PROMPT —
For every line in the records that has the word "derive", make a copy.

DATA FOR ANALYSIS —
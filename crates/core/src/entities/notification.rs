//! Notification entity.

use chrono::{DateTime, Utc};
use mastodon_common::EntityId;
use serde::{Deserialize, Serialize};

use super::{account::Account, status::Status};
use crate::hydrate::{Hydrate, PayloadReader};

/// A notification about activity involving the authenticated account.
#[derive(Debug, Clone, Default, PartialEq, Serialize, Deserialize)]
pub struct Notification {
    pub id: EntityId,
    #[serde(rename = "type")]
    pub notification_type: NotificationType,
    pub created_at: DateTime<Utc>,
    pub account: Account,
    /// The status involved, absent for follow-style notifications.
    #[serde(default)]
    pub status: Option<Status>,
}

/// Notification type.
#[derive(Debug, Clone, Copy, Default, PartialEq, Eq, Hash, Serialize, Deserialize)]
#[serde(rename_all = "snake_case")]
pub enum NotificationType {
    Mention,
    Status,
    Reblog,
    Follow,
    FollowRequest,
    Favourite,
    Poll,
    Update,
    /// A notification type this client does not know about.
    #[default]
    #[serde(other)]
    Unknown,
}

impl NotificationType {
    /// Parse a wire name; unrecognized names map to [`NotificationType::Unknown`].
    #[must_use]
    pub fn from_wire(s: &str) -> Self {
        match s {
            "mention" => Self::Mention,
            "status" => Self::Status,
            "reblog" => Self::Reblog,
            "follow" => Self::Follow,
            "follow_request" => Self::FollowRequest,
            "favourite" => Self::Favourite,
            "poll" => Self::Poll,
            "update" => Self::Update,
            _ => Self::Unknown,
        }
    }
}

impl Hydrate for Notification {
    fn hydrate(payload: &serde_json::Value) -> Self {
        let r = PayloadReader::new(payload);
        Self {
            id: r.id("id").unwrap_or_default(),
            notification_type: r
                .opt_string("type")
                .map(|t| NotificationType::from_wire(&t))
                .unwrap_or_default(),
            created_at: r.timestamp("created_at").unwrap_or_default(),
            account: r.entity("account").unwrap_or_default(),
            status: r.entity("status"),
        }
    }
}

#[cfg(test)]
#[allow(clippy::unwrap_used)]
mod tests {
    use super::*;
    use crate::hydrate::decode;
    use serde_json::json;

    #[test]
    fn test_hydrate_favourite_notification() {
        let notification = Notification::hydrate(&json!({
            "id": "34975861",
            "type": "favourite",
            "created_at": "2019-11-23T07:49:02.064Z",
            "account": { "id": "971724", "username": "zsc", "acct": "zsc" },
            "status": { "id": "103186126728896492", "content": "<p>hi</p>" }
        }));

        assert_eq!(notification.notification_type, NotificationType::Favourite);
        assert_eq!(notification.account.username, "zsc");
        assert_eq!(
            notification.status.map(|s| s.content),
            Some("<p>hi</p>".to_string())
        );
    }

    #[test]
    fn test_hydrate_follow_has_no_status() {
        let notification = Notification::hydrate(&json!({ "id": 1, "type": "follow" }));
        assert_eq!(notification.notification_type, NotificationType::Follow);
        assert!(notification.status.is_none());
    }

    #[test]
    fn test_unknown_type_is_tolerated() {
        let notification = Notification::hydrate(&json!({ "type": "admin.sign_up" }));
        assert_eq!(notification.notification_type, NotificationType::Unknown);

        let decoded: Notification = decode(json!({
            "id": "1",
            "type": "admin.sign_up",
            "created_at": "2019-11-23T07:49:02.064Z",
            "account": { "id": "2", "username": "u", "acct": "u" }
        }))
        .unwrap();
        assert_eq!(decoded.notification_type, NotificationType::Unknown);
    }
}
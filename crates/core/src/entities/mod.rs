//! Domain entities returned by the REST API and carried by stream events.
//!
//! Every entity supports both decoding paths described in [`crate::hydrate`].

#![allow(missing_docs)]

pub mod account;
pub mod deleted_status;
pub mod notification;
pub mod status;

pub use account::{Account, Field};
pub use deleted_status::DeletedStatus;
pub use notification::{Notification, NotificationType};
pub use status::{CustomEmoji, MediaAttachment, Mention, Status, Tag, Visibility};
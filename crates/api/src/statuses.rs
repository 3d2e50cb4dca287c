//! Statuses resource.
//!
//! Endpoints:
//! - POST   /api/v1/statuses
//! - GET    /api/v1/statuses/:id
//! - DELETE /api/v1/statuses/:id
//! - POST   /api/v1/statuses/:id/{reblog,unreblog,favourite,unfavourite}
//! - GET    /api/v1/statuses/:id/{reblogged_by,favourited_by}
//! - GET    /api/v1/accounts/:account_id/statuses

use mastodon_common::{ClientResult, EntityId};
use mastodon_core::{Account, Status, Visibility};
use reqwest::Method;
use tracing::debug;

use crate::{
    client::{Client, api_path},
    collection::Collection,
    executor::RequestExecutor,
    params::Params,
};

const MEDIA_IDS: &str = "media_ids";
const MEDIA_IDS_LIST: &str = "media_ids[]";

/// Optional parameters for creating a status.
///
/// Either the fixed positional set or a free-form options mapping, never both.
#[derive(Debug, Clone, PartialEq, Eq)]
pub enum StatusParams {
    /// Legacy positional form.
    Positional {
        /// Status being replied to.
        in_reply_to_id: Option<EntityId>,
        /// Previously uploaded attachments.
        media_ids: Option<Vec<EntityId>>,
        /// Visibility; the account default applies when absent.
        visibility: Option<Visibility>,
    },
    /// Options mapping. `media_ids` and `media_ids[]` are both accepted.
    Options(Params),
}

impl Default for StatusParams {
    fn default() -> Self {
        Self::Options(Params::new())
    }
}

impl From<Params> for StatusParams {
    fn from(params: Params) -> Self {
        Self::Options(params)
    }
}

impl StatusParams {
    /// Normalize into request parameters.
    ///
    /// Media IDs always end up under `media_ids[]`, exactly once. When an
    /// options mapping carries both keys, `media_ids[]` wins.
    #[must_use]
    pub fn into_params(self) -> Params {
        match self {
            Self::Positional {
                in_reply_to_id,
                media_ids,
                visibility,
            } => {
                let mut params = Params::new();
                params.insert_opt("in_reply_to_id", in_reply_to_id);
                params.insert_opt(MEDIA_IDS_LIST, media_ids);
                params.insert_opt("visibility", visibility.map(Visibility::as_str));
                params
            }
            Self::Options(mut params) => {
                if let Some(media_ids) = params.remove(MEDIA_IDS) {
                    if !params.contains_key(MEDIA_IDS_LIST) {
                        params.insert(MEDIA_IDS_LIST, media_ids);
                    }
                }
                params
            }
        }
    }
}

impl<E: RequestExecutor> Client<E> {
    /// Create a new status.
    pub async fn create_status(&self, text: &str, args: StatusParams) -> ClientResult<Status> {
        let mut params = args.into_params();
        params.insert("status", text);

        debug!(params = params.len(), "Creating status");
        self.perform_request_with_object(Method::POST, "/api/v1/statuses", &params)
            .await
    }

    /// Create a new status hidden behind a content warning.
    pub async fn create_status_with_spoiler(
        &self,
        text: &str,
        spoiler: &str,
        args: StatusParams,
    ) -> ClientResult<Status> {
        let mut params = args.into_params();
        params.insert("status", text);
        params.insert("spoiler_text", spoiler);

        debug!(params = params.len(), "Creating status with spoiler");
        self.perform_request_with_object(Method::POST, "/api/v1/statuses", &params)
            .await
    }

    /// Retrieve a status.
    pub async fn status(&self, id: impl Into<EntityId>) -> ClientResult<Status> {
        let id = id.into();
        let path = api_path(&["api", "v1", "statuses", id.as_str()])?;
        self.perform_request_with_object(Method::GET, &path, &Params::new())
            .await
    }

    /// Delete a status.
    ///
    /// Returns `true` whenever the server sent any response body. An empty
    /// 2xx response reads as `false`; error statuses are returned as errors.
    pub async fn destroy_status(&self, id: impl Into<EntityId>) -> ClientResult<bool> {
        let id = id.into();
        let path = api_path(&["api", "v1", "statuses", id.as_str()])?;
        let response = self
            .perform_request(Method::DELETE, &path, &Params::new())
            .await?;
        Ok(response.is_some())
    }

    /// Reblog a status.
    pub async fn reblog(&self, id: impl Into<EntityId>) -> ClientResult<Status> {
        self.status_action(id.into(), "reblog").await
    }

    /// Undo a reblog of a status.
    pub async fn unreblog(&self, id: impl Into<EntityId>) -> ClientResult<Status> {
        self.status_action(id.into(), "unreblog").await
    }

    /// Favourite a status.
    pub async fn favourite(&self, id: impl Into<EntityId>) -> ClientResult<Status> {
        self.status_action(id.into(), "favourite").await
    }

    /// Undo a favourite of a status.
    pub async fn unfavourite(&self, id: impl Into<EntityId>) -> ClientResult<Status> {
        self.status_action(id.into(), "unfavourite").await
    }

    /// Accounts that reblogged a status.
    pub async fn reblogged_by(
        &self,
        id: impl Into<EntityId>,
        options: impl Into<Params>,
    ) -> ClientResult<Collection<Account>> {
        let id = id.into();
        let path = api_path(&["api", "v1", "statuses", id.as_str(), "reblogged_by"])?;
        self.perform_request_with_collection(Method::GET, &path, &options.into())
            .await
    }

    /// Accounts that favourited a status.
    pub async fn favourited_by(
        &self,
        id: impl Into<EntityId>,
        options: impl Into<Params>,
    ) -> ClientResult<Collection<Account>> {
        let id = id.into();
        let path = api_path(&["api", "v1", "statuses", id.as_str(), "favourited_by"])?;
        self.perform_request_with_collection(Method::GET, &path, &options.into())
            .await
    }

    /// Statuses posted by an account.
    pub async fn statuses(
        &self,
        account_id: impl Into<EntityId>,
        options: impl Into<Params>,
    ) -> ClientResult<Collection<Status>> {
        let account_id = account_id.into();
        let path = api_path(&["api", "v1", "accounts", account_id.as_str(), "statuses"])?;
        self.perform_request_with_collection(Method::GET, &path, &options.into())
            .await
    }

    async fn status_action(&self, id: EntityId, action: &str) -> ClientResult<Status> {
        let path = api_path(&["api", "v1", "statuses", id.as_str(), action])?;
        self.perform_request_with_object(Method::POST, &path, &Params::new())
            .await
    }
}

ANSWER TO THE EXERCISE —
#[derive(Debug, Clone, Default, PartialEq, Serialize, Deserialize)]
#[derive(Debug, Clone, Copy, Default, PartialEq, Eq, Hash, Serialize, Deserialize)]
#[derive(Debug, Clone, PartialEq, Eq)]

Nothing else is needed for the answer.